On 13 December 2021, the Deputy Ombudsperson (Public Defender of Rights), Monika Šimůnková, published a report which found that the police officers had made at least three significant errors in the arrest of Stanislav Tomáš. For example, the police account stated that Tomáš "rose from the ground on his own, although he was sluggish." However, Šimůnková's report quotes a paramedic's testimony:

== Reactions ==
Jan Hamáček, the Czech Minister of the Interior, stated that the police had his full support and that "anybody under the influence of addictive substances who breaks the law has to count on the police intervening." His statement was made in the immediate aftermath of the death and long before the results of the autopsy had been released.

The Council of Europe called for "an urgent, thorough, and independent investigation" into the death. Amnesty International also called for an investigation into the death, stating that kneeling on the neck as a form of restraint was "reckless, unnecessary and disproportionate, and therefore unlawful" and that the Czech government's statements defending the police "can only be understood as giving carte blanche for law enforcement officials to resort to unnecessary or excessive use of force when handling with any person under the influence of drugs, providing a dangerous sense of impunity and being above the law." The Czech Government Council for Romani Minority Affairs stated that "the obvious similarity between this case and the death of the African-American George Floyd after a police intervention in the USA in June 2020 using very similar techniques raises a subject of basic interest to all of society about whether police are using force proportionately during their interventions."

Sebijan Fejzula of the University of Coimbra stated that "the death of Stanislav Tomáš is not an isolated case" and that "Roma are victims of permanent state terror, yet, there is little discussion around the issue of police brutality as a result of structural racism."

== Protests ==
After growing criticism on police brutality against Romani people, on June 26 people in Teplice commemorated his death, with some coming from as far away as Hungary and Slovakia.

Commemorations organised by Romani NGOs were held in several European cities: On June 25 in Berlin, organised by RomaTrial e.V. On June 27 in Vienna, organised by the Hochschüler*innenschaft Österreichischer Roma und Romnja (HÖR).

On 6 July Kosovo Romani people demonstrated in Pristina and in front of the Czech embassy to Kosovo.

==Aftermath==
In March 2022, the General Inspection of Security Forces (GIBS) published the results of their internal investigation into the case.

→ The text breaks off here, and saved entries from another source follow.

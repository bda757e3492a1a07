//! Account resolution for external user ids.

use std::sync::Arc;

use tracing::{info, warn};

use crate::ledger::error::{LedgerError, StoreError};
use crate::ledger::store::LedgerStore;
use crate::ledger::types::{Account, NewAccount, NewTransaction, Transaction, TransactionKind};
use crate::ports::IdentityProvider;

/// Finds or provisions the account of a user.
#[derive(Clone)]
pub struct AccountResolver {
    store: Arc<dyn LedgerStore>,
    identity: Arc<dyn IdentityProvider>,
}

impl AccountResolver {
    /// Creates a resolver.
    #[must_use]
    pub fn new(store: Arc<dyn LedgerStore>, identity: Arc<dyn IdentityProvider>) -> Self {
        Self { store, identity }
    }

    /// Returns the user's account, creating it from the identity service if needed.
    ///
    /// Concurrent callers for the same user all receive the same account.
    ///
    /// # Errors
    ///
    /// - `LedgerError::InvalidInput` for an empty user id
    /// - `LedgerError::NotFound` if the identity service does not know the user
    /// - `LedgerError::ProviderUnavailable` if the identity service fails
    pub async fn get_or_create(&self, user_id: &str) -> Result<Account, LedgerError> {
        if user_id.trim().is_empty() {
            return Err(LedgerError::InvalidInput("user_id is empty".to_string()));
        }

        match self.find(user_id).await {
            Ok(account) => return Ok(account),
            Err(StoreError::NotFound { .. }) => {}
            Err(err) => return Err(err.into()),
        }

        let user = self.identity.get_user_by_id(user_id).await?;

        let mut scope = self.store.begin().await?;
        match scope
            .create_account(NewAccount::new(user_id, user.email))
            .await
        {
            Ok(account) => {
                scope.commit().await?;
                info!(account_id = %account.id, user_id, "account provisioned");
                Ok(account)
            }
            Err(StoreError::Conflict(_)) => {
                scope.rollback().await?;
                warn!(user_id, "account created concurrently, using existing row");
                Ok(self.find(user_id).await?)
            }
            Err(err) => Err(err.into()),
        }
    }

    /// Credits a new account once with `amount` minor units from the bank.
    ///
    /// Does nothing when `amount` is not positive or the account already
    /// holds a deposit, so repeated provisioning events are harmless. The
    /// account row is locked while checking, so concurrent redeliveries
    /// grant at most one credit.
    ///
    /// # Errors
    ///
    /// Returns `LedgerError::StoreUnavailable` on storage failure.
    pub async fn ensure_initial_credit(
        &self,
        account: &Account,
        amount: i64,
    ) -> Result<Option<Transaction>, LedgerError> {
        if amount <= 0 {
            return Ok(None);
        }

        let mut scope = self.store.begin().await?;
        scope.account_for_update(account.id).await?;
        let already_credited = scope
            .list_deposits(account.id)
            .await?
            .iter()
            .any(|tx| tx.kind == TransactionKind::Deposit);
        if already_credited {
            scope.rollback().await?;
            return Ok(None);
        }

        let deposit = scope
            .create_transaction(NewTransaction::deposit(account.id, amount))
            .await?;
        scope.commit().await?;

        info!(account_id = %account.id, tx_id = %deposit.id, amount, "initial credit granted");
        Ok(Some(deposit))
    }

    async fn find(&self, user_id: &str) -> Result<Account, StoreError> {
        let mut scope = self.store.begin().await?;
        let account = scope.account_by_user_id(user_id).await?;
        scope.commit().await?;
        Ok(account)
    }
}
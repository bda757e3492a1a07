//! HTTP API layer with Axum routes.
//!
//! This crate provides:
//! - REST routes over the ledger, payment and ingest services
//! - The payment-provider webhook endpoint with signature verification
//! - JSON error responses

pub mod error;
pub mod routes;
pub mod signature;

use std::sync::Arc;

use axum::Router;
use tower_http::cors::{Any, CorsLayer};
use tower_http::trace::TraceLayer;

use billing_core::ingest::EventIngest;
use billing_core::ledger::{AccountResolver, LedgerService, LedgerStore};
use billing_core::payment::PaymentService;
use billing_core::ports::{IdentityProvider, PaymentProvider};
use billing_shared::config::{BillingConfig, PaymentProviderConfig};
use billing_shared::types::Currency;

/// Settings for verifying provider webhooks.
#[derive(Debug, Clone)]
pub struct WebhookSettings {
    /// Endpoint signing secret. Deliveries are refused while it is empty.
    pub secret: String,
    /// Maximum age of a delivery, in seconds.
    pub tolerance_secs: u64,
}

impl From<&PaymentProviderConfig> for WebhookSettings {
    fn from(config: &PaymentProviderConfig) -> Self {
        Self {
            secret: config.webhook_secret.clone(),
            tolerance_secs: config.webhook_tolerance_secs,
        }
    }
}

/// Application state shared across handlers.
#[derive(Clone)]
pub struct AppState {
    /// Ledger reads and transitions.
    pub ledger: LedgerService,
    /// Get-or-create for accounts.
    pub resolver: AccountResolver,
    /// Payment initiation and webhook settlement.
    pub payments: PaymentService,
    /// Usage and validation event consumer.
    pub ingest: EventIngest,
    /// Currency balances are reported in.
    pub currency: Currency,
    /// Webhook verification settings.
    pub webhook: WebhookSettings,
}

impl AppState {
    /// Wires the services over one store and the external providers.
    pub fn new(
        store: Arc<dyn LedgerStore>,
        identity: Arc<dyn IdentityProvider>,
        provider: Arc<dyn PaymentProvider>,
        billing: &BillingConfig,
        webhook: WebhookSettings,
    ) -> Self {
        let ledger = LedgerService::new(store.clone());
        let resolver = AccountResolver::new(store, identity);
        let payments = PaymentService::new(
            ledger.clone(),
            resolver.clone(),
            provider,
            billing.currency,
        );
        let ingest = EventIngest::new(
            ledger.clone(),
            resolver.clone(),
            billing.currency,
            billing.initial_credit_minor,
        );
        Self {
            ledger,
            resolver,
            payments,
            ingest,
            currency: billing.currency,
            webhook,
        }
    }
}

/// Creates the main application router.
pub fn create_router(state: AppState) -> Router {
    Router::new()
        .nest("/api/v1", routes::api_routes())
        .layer(TraceLayer::new_for_http())
        .layer(
            CorsLayer::new()
                .allow_origin(Any)
                .allow_methods(Any)
                .allow_headers(Any),
        )
        .with_state(state)
}
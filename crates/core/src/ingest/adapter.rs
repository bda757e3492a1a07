//! Applies billing events to the ledger.
//!
//! Events are always acknowledged: failures are logged and reported in the
//! outcome instead of being returned as errors, so a bad message never
//! blocks the queue.

use rust_decimal::Decimal;
use serde::Serialize;
use tracing::{debug, error, info, warn};

use billing_shared::types::{AccountId, Currency, Money, TransactionId};

use crate::ingest::events::{BillingEvent, ChunkRef, UsageCompleted};
use crate::ledger::{
    AccountResolver, LedgerError, LedgerService, NewTransaction, Transition, TransitionOutcome,
    UsageDetails,
};

/// What handling an event did.
#[derive(Debug, Clone, PartialEq, Eq, Serialize)]
#[serde(tag = "outcome", rename_all = "snake_case")]
pub enum IngestOutcome {
    /// A usage debit was recorded.
    Recorded {
        /// The new transaction.
        transaction_id: TransactionId,
    },
    /// A transaction was transitioned (or already was in the target state).
    Transitioned {
        /// The transaction.
        transaction_id: TransactionId,
        /// What changed.
        transition: TransitionOutcome,
    },
    /// An account was provisioned.
    Provisioned {
        /// The account.
        account_id: AccountId,
        /// The initial credit, if one was granted by this event.
        credit: Option<TransactionId>,
    },
    /// The event was valid but had nothing to do.
    Skipped {
        /// Why.
        reason: String,
    },
    /// The event could not be applied.
    Failed {
        /// Why.
        reason: String,
    },
}

/// Event consumer bound to the ledger.
#[derive(Clone)]
pub struct EventIngest {
    ledger: LedgerService,
    resolver: AccountResolver,
    currency: Currency,
    initial_credit: i64,
}

impl EventIngest {
    /// Creates an adapter. `initial_credit` is in minor units; zero disables it.
    #[must_use]
    pub fn new(
        ledger: LedgerService,
        resolver: AccountResolver,
        currency: Currency,
        initial_credit: i64,
    ) -> Self {
        Self {
            ledger,
            resolver,
            currency,
            initial_credit,
        }
    }

    /// Decodes and handles a JSON event.
    pub async fn handle_payload(&self, payload: &[u8]) -> IngestOutcome {
        match serde_json::from_slice::<BillingEvent>(payload) {
            Ok(event) => self.handle(event).await,
            Err(err) => {
                warn!(error = %err, "dropping malformed billing event");
                IngestOutcome::Failed {
                    reason: format!("malformed event: {err}"),
                }
            }
        }
    }

    /// Handles a decoded event.
    pub async fn handle(&self, event: BillingEvent) -> IngestOutcome {
        let event_type = event.event_type();
        debug!(event_type, "handling billing event");

        let result = match event {
            BillingEvent::UsageCompleted(usage) => self.record_usage(usage).await,
            BillingEvent::ValidationSucceeded(chunk) => {
                self.settle_chunk(&chunk, Transition::Succeed).await
            }
            BillingEvent::ValidationFailed(chunk) => {
                self.settle_chunk(&chunk, Transition::Cancel).await
            }
            BillingEvent::AccountProvisioned { user_id } => self.provision(&user_id).await,
        };

        match result {
            Ok(outcome) => outcome,
            Err(err) => {
                error!(event_type, error = %err, "failed to apply billing event");
                IngestOutcome::Failed {
                    reason: err.to_string(),
                }
            }
        }
    }

    async fn record_usage(&self, usage: UsageCompleted) -> Result<IngestOutcome, LedgerError> {
        for (field, value) in [
            ("user_id", &usage.user_id),
            ("client_user_id", &usage.client_user_id),
            ("stream_contract_address", &usage.stream_contract_address),
        ] {
            if value.trim().is_empty() {
                return Err(LedgerError::InvalidInput(format!("empty {field}")));
            }
        }

        let key = usage.correlation_key();
        match self.ledger.transaction_by_correlation_key(&key).await {
            Ok(existing) => {
                info!(tx_id = %existing.id, %key, "usage already recorded");
                return Ok(IngestOutcome::Skipped {
                    reason: format!("usage for {key} already recorded"),
                });
            }
            Err(err) if err.is_not_found() => {}
            Err(err) => return Err(err),
        }

        let payer = self.resolver.get_or_create(&usage.user_id).await?;
        let payee = self.resolver.get_or_create(&usage.client_user_id).await?;

        let amount = usage
            .price
            .checked_mul(Decimal::from(usage.duration))
            .and_then(|major| Money::from_major(major, self.currency))
            .ok_or_else(|| {
                LedgerError::InvalidInput(format!(
                    "usage amount out of range: {} x {}",
                    usage.price, usage.duration
                ))
            })?;

        let details = UsageDetails {
            stream_id: usage.stream_id,
            stream_name: usage.stream_name,
            stream_contract_address: usage.stream_contract_address,
            stream_is_live: usage.stream_is_live,
            profile_id: usage.profile_id,
            profile_name: usage.profile_name,
            profile_cost: usage.profile_cost,
            task_id: usage.task_id,
            chunk_num: usage.chunk_num,
            duration_secs: usage.duration,
            price: usage.price,
        };

        match self
            .ledger
            .create_transaction(NewTransaction::usage_debit(
                payer.id,
                payee.id,
                amount.minor,
                details,
            ))
            .await
        {
            Ok(transaction) => Ok(IngestOutcome::Recorded {
                transaction_id: transaction.id,
            }),
            // Lost a race against a concurrent delivery of the same event.
            Err(LedgerError::Conflict(_)) => Ok(IngestOutcome::Skipped {
                reason: format!("usage for {key} already recorded"),
            }),
            Err(err) => Err(err),
        }
    }

    async fn settle_chunk(
        &self,
        chunk: &ChunkRef,
        transition: Transition,
    ) -> Result<IngestOutcome, LedgerError> {
        let result = self
            .ledger
            .apply_by_correlation_key(&chunk.correlation_key(), transition)
            .await?;

        Ok(IngestOutcome::Transitioned {
            transaction_id: result.transaction.id,
            transition: result.outcome,
        })
    }

    async fn provision(&self, user_id: &str) -> Result<IngestOutcome, LedgerError> {
        let account = self.resolver.get_or_create(user_id).await?;
        let credit = self
            .resolver
            .ensure_initial_credit(&account, self.initial_credit)
            .await?;

        Ok(IngestOutcome::Provisioned {
            account_id: account.id,
            credit: credit.map(|tx| tx.id),
        })
    }
}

They stated that the police intervention was done in a standard manner, and it was not connected with the subsequent death of the suspect in any way whatsoever. The European Roma Rights Centre called the statement "a denial of justice," while Amnesty International stated that there was "major doubts" about the independence and comprehensiveness of the investigation.

The Czech Constitutional Court dismissed a constitutional appeal in April 2023 brought by the European Roma Rights Centre and the Forum for Human Rights. In August 2023, the organisations filed a case before the European Court of Human Rights on behalf of Tomáš' sister.